§ RECORD SET
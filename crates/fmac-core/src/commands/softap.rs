//! Access-point commands: bring a soft AP up or down and manage its
//! clients.

use byteorder::{LittleEndian, WriteBytesExt};

use super::station::{MgmtFrameProtection, SecurityMode};
use super::{write_password, write_ssid};
use crate::driver::Fmac;
use crate::error::FmacError;
use crate::events::WifiObserver;
use crate::protocol::constants::*;
use crate::transport::BusTransport;

/// Everything needed to bring up an access point.
#[derive(Clone, Debug)]
pub struct ApParameters {
    pub ssid: String,
    pub password: String,
    pub security: SecurityMode,
    pub mgmt_frame_protection: MgmtFrameProtection,
    pub channel: u16,
    /// Keep the SSID out of beacons; clients must probe for it.
    pub hidden: bool,
    /// Drop traffic between associated clients.
    pub client_isolation: bool,
    /// Vendor IEs appended to beacons.
    pub beacon_ie_data: Vec<u8>,
    /// Vendor IEs appended to probe responses.
    pub probe_resp_ie_data: Vec<u8>,
}

impl ApParameters {
    pub fn wpa2(ssid: &str, password: &str, channel: u16) -> Self {
        ApParameters {
            ssid: ssid.to_owned(),
            password: password.to_owned(),
            security: SecurityMode::Wpa2Psk,
            mgmt_frame_protection: MgmtFrameProtection::Optional,
            channel,
            hidden: false,
            client_isolation: false,
            beacon_ie_data: Vec::new(),
            probe_resp_ie_data: Vec::new(),
        }
    }

    pub fn open(ssid: &str, channel: u16) -> Self {
        ApParameters {
            ssid: ssid.to_owned(),
            password: String::new(),
            security: SecurityMode::Open,
            mgmt_frame_protection: MgmtFrameProtection::Disabled,
            channel,
            hidden: false,
            client_isolation: false,
            beacon_ie_data: Vec::new(),
            probe_resp_ie_data: Vec::new(),
        }
    }
}

impl<B: BusTransport, O: WifiObserver> Fmac<B, O> {
    /// Brings up the access point described by `params`. The outcome
    /// arrives as a start-AP indication.
    pub fn start_ap(&self, params: &ApParameters) -> Result<(), FmacError> {
        let mut body = Vec::with_capacity(
            112 + params.beacon_ie_data.len() + params.probe_resp_ie_data.len(),
        );
        write_ssid(&mut body, &params.ssid)?;
        body.push(u8::from(params.hidden));
        body.push(u8::from(params.client_isolation));
        body.push(params.security as u8);
        body.push(params.mgmt_frame_protection as u8);
        body.write_u16::<LittleEndian>(params.channel).unwrap();
        write_password(&mut body, &params.password)?;
        body.write_u16::<LittleEndian>(params.beacon_ie_data.len() as u16)
            .unwrap();
        body.write_u16::<LittleEndian>(params.probe_resp_ie_data.len() as u16)
            .unwrap();
        body.extend_from_slice(&params.beacon_ie_data);
        body.extend_from_slice(&params.probe_resp_ie_data);
        self.simple_command(START_AP_REQ_ID, SOFTAP_INTERFACE, &body)
    }

    /// Replaces the vendor IEs carried in beacons and probe responses
    /// while the AP keeps running.
    pub fn update_ap(
        &self,
        beacon_ie_data: &[u8],
        probe_resp_ie_data: &[u8],
    ) -> Result<(), FmacError> {
        let mut body =
            Vec::with_capacity(4 + beacon_ie_data.len() + probe_resp_ie_data.len());
        body.write_u16::<LittleEndian>(beacon_ie_data.len() as u16)
            .unwrap();
        body.write_u16::<LittleEndian>(probe_resp_ie_data.len() as u16)
            .unwrap();
        body.extend_from_slice(beacon_ie_data);
        body.extend_from_slice(probe_resp_ie_data);
        self.simple_command(UPDATE_AP_REQ_ID, SOFTAP_INTERFACE, &body)
    }

    /// Takes the access point down. The outcome arrives as a stop-AP
    /// indication.
    pub fn stop_ap(&self) -> Result<(), FmacError> {
        self.simple_command(STOP_AP_REQ_ID, SOFTAP_INTERFACE, &[])
    }

    /// Deauthenticates one associated client.
    pub fn disconnect_ap_client(&self, mac: &[u8; 6]) -> Result<(), FmacError> {
        self.simple_command(DISCONNECT_AP_CLIENT_REQ_ID, SOFTAP_INTERFACE, mac)
    }

    /// Caps concurrent associations; zero restores the firmware default.
    pub fn set_max_ap_client_count(&self, count: u32) -> Result<(), FmacError> {
        let mut body = Vec::with_capacity(4);
        body.write_u32::<LittleEndian>(count).unwrap();
        self.simple_command(SET_MAX_AP_CLIENT_COUNT_REQ_ID, SOFTAP_INTERFACE, &body)
    }

    /// Kicks clients idle for longer than `timeout_s` seconds; zero
    /// restores the firmware default.
    pub fn set_max_ap_client_inactivity(&self, timeout_s: u32) -> Result<(), FmacError> {
        let mut body = Vec::with_capacity(4);
        body.write_u32::<LittleEndian>(timeout_s).unwrap();
        self.simple_command(SET_MAX_AP_CLIENT_INACTIVITY_REQ_ID, SOFTAP_INTERFACE, &body)
    }
}

#[cfg(test)]
mod tests {
    use super::*;
    use byteorder::ByteOrder;

    use crate::testutil::{started_fmac, with_pump};

    #[test]
    fn start_ap_body_layout_is_exact() {
        let (bus, fmac) = started_fmac(8);
        bus.set_auto_confirm(true);

        let params = ApParameters::wpa2("cellar", "hunter22", 11);
        with_pump(&fmac, || fmac.start_ap(&params)).unwrap();

        let written = bus.written_frames();
        let frame = &written[0];
        assert_eq!(frame[2], START_AP_REQ_ID);
        assert_eq!(frame[3], SOFTAP_INTERFACE);

        let body = &frame[4..];
        assert_eq!(LittleEndian::read_u32(&body[..4]), 6);
        assert_eq!(&body[4..10], b"cellar");
        assert_eq!(body[36], 0);
        assert_eq!(body[37], 0);
        assert_eq!(body[38], SecurityMode::Wpa2Psk as u8);
        assert_eq!(body[39], MgmtFrameProtection::Optional as u8);
        assert_eq!(LittleEndian::read_u16(&body[40..42]), 11);
        assert_eq!(LittleEndian::read_u16(&body[42..44]), 8);
        assert_eq!(&body[44..52], b"hunter22");
        assert_eq!(LittleEndian::read_u16(&body[108..110]), 0);
        assert_eq!(LittleEndian::read_u16(&body[110..112]), 0);
        assert_eq!(body.len(), 112);
    }

    #[test]
    fn update_ap_carries_both_ie_blocks() {
        let (bus, fmac) = started_fmac(8);
        bus.set_auto_confirm(true);

        let beacon = [0xDD, 0x03, 0x00, 0x17, 0x35];
        let probe = [0xDD, 0x02, 0xAA, 0xBB];
        with_pump(&fmac, || fmac.update_ap(&beacon, &probe)).unwrap();

        let body = &bus.written_frames()[0][4..];
        assert_eq!(LittleEndian::read_u16(&body[..2]), 5);
        assert_eq!(LittleEndian::read_u16(&body[2..4]), 4);
        assert_eq!(&body[4..9], &beacon);
        assert_eq!(&body[9..13], &probe);
    }

    #[test]
    fn client_management_uses_the_right_ids() {
        let (bus, fmac) = started_fmac(8);
        bus.set_auto_confirm(true);

        with_pump(&fmac, || {
            fmac.disconnect_ap_client(&[0xD6, 1, 2, 3, 4, 5])?;
            fmac.set_max_ap_client_count(4)?;
            fmac.set_max_ap_client_inactivity(120)?;
            fmac.stop_ap()
        })
        .unwrap();

        let written = bus.written_frames();
        assert_eq!(written[0][2], DISCONNECT_AP_CLIENT_REQ_ID);
        assert_eq!(&written[0][4..10], &[0xD6, 1, 2, 3, 4, 5]);
        assert_eq!(written[1][2], SET_MAX_AP_CLIENT_COUNT_REQ_ID);
        assert_eq!(LittleEndian::read_u32(&written[1][4..8]), 4);
        assert_eq!(written[2][2], SET_MAX_AP_CLIENT_INACTIVITY_REQ_ID);
        assert_eq!(LittleEndian::read_u32(&written[2][4..8]), 120);
        assert_eq!(written[3][2], STOP_AP_REQ_ID);
        assert_eq!(written[3].len(), 4);
    }
}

§ EXERCISE AIM
When a line in the data above contains the string "ApParameters", copy that line.

§ RESULT OF THIS EXERCISE
pub struct ApParameters {
impl ApParameters {
        ApParameters {
        ApParameters {
    pub fn start_ap(&self, params: &ApParameters) -> Result<(), FmacError> {
        let params = ApParameters::wpa2("cellar", "hunter22", 11);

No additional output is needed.